Pointing is, nevertheless, not proving. Science does not prove nor disprove the existence of God. It does, however, “intimate” His presence, in accord with the title of William Wordsworth’s poem, Intimations of Immortality from Recollections of Early Childhood. Although the pointing is not proof, it nonetheless has significant weight, surely enough to convince any fair and open-minded person that science strongly intimates God’s reality.
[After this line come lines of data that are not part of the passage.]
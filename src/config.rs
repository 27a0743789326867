use std::env;
use std::net::SocketAddr;

use thiserror::Error;

const DEFAULT_DATABASE_URL: &str = "sqlite://todo.db?mode=rwc";
const DEFAULT_BIND_ADDR: &str = "127.0.0.1:3000";
const DEFAULT_MAX_CONNECTIONS: u32 = 5;

#[derive(Debug, Error)]
pub enum ConfigError {
    #[error("BIND_ADDR is not a valid socket address: {0}")]
    InvalidBindAddr(String),

    #[error("DATABASE_MAX_CONNECTIONS must be a positive integer: {0}")]
    InvalidMaxConnections(String),
}

#[derive(Clone, Debug)]
pub struct Config {
    pub database_url: String,
    pub bind_addr: SocketAddr,
    pub max_connections: u32,
}

impl Config {
    /// Reads `.env` (if any) and then the process environment.
    pub fn from_env() -> Result<Self, ConfigError> {
        dotenvy::dotenv().ok();
        Self::from_lookup(|key| env::var(key).ok())
    }

    fn from_lookup(lookup: impl Fn(&str) -> Option<String>) -> Result<Self, ConfigError> {
        let database_url =
            lookup("DATABASE_URL").unwrap_or_else(|| DEFAULT_DATABASE_URL.to_string());

        let bind_addr = match lookup("BIND_ADDR") {
            Some(raw) => raw
                .parse()
                .map_err(|_| ConfigError::InvalidBindAddr(raw))?,
            None => DEFAULT_BIND_ADDR
                .parse()
                .map_err(|_| ConfigError::InvalidBindAddr(DEFAULT_BIND_ADDR.to_string()))?,
        };

        let max_connections = match lookup("DATABASE_MAX_CONNECTIONS") {
            Some(raw) => match raw.parse::<u32>() {
                Ok(n) if n > 0 => n,
                _ => return Err(ConfigError::InvalidMaxConnections(raw)),
            },
            None => DEFAULT_MAX_CONNECTIONS,
        };

        Ok(Self {
            database_url,
            bind_addr,
            max_connections,
        })
    }
}
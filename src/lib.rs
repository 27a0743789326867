pub mod api;
pub mod config;
pub mod db;
pub mod error;
pub mod models;
pub mod routes;
pub mod state;
pub mod binding;
pub mod todo;
//! Extractors that bind raw request data into typed records. Any rejection
//! becomes `AppError::BadRequest`, so malformed input never reaches a handler body.

use axum::Json;
use axum::body::{Body, Bytes};
use axum::extract::{Form, FromRequest, FromRequestParts, Path, Query, Request};
use axum::http::header::CONTENT_TYPE;
use axum::http::request::Parts;
use serde::de::DeserializeOwned;

use crate::error::AppError;

/// Path segments, e.g. the `{id}` of `/todo/{id}`.
pub struct PathParams<T>(pub T);

impl<T, S> FromRequestParts<S> for PathParams<T>
where
    T: DeserializeOwned + Send,
    S: Send + Sync,
{
    type Rejection = AppError;

    async fn from_request_parts(parts: &mut Parts, state: &S) -> Result<Self, Self::Rejection> {
        let Path(value) = Path::<T>::from_request_parts(parts, state)
            .await
            .map_err(|_| AppError::BadRequest)?;
        Ok(Self(value))
    }
}

/// The query string.
pub struct QueryParams<T>(pub T);

impl<T, S> FromRequestParts<S> for QueryParams<T>
where
    T: DeserializeOwned,
    S: Send + Sync,
{
    type Rejection = AppError;

    async fn from_request_parts(parts: &mut Parts, _state: &S) -> Result<Self, Self::Rejection> {
        let Query(value) =
            Query::<T>::try_from_uri(&parts.uri).map_err(|_| AppError::BadRequest)?;
        Ok(Self(value))
    }
}

/// The request body when one is sent, otherwise the query string. A body is
/// read as a urlencoded form when `Content-Type` says so and as JSON otherwise.
pub struct BodyOrQuery<T>(pub T);

fn is_form(req: &Request) -> bool {
    req.headers()
        .get(CONTENT_TYPE)
        .and_then(|value| value.to_str().ok())
        .is_some_and(|value| value.starts_with("application/x-www-form-urlencoded"))
}

impl<T, S> FromRequest<S> for BodyOrQuery<T>
where
    T: DeserializeOwned,
    S: Send + Sync,
{
    type Rejection = AppError;

    async fn from_request(req: Request, state: &S) -> Result<Self, Self::Rejection> {
        let form = is_form(&req);
        let method = req.method().clone();
        let uri = req.uri().clone();
        let headers = req.headers().clone();
        let body = Bytes::from_request(req, state)
            .await
            .map_err(|_| AppError::BadRequest)?;

        if body.iter().all(u8::is_ascii_whitespace) {
            let Query(value) = Query::<T>::try_from_uri(&uri).map_err(|_| AppError::BadRequest)?;
            return Ok(Self(value));
        }

        if form {
            let mut req = Request::new(Body::from(body));
            *req.method_mut() = method;
            *req.uri_mut() = uri;
            *req.headers_mut() = headers;
            let Form(value) = Form::<T>::from_request(req, state)
                .await
                .map_err(|_| AppError::BadRequest)?;
            return Ok(Self(value));
        }

        let Json(value) = Json::<T>::from_bytes(&body).map_err(|_| AppError::BadRequest)?;
        Ok(Self(value))
    }
}
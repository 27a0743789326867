use serde::{Deserialize, Serialize};

#[derive(Debug, Clone, PartialEq, Eq, Serialize, Deserialize)]
pub struct Todo {
    pub id: u64,
    pub display_name: String,
}

/// Equality filter for `TodoRepository::search`. `None` leaves the attribute unconstrained.
#[derive(Debug, Clone, Default, PartialEq, Eq)]
pub struct TodoSearchParams {
    pub id: Option<u64>,
    pub display_name: Option<String>,
}

/// Partial update: `Some` fields are written, `None` fields are left as they are.
#[derive(Debug, Clone, Default, PartialEq, Eq)]
pub struct UpdateTodo {
    pub display_name: Option<String>,
}

impl UpdateTodo {
    pub fn apply_to(&self, todo: &mut Todo) {
        if let Some(display_name) = &self.display_name {
            todo.display_name = display_name.clone();
        }
    }
}

#[cfg(test)]
mod tests {
    use super::*;

    #[test]
    fn todo_serializes_to_json() {
        let todo = Todo {
            id: 5,
            display_name: "Buy milk".to_string(),
        };
        let json = serde_json::to_value(&todo).unwrap();
        assert_eq!(json, serde_json::json!({ "id": 5, "display_name": "Buy milk" }));
    }

    #[test]
    fn update_applies_only_supplied_fields() {
        let mut todo = Todo {
            id: 1,
            display_name: "old".to_string(),
        };

        UpdateTodo::default().apply_to(&mut todo);
        assert_eq!(todo.display_name, "old");

        UpdateTodo {
            display_name: Some("new".to_string()),
        }
        .apply_to(&mut todo);
        assert_eq!(todo.id, 1);
        assert_eq!(todo.display_name, "new");
    }
}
Science operates from a very restricted position. It cannot take credit for its own starting point. In order for science to get off the ground, it needs to make a series of assumptions that science itself cannot validate. It must assume that an external world exists, that it is both orderly and intelligible, that the human mind is reliable, and that scientific investigation, in the final analysis, will prove to be worth the effort.

“Strange as it may sound,” Verschuuren states, “science is something you need to believe in before you can practice it.” He cites a 1992 papal address given by John Paul II to bolster his argument: “Those who engage in scientific and technological research admit, as the premise of its progress, that the world is not a chaos but a cosmos; that is to say, that there exist order and natural laws which can be grasped and examined.”

For Einstein, the most incomprehensible thing about the universe is that it is comprehensible. Science is silent on how the macrocosm world and microcosm mind got to be harmoniously linked together. Science points to mysteries that it cannot begin to solve on its own merits.

Verschuuren’s chapters in which he shows how logic and math, genetics, neuroscience, semantics, and the laws of nature point to God’s existence are thorough, clearly written, cogent, and convincing. They illustrate the author’s rich experience as a scholar and as a man of faith. Moreover, Dr. Verschuuren advances his arguments calmly, giving full credit to the reader for being able to understand exactly what he is stating.

It is somewhat of a cliché in Western sagas that one cowpoke will say to his adversary, “This town ain’t big enough for both of us. One of us has to go.” But there is plenty of room in the world for both science and religion.

“Therefore,” the author writes, “we must conclude that science and religion not only are able to live together, but also must live together.”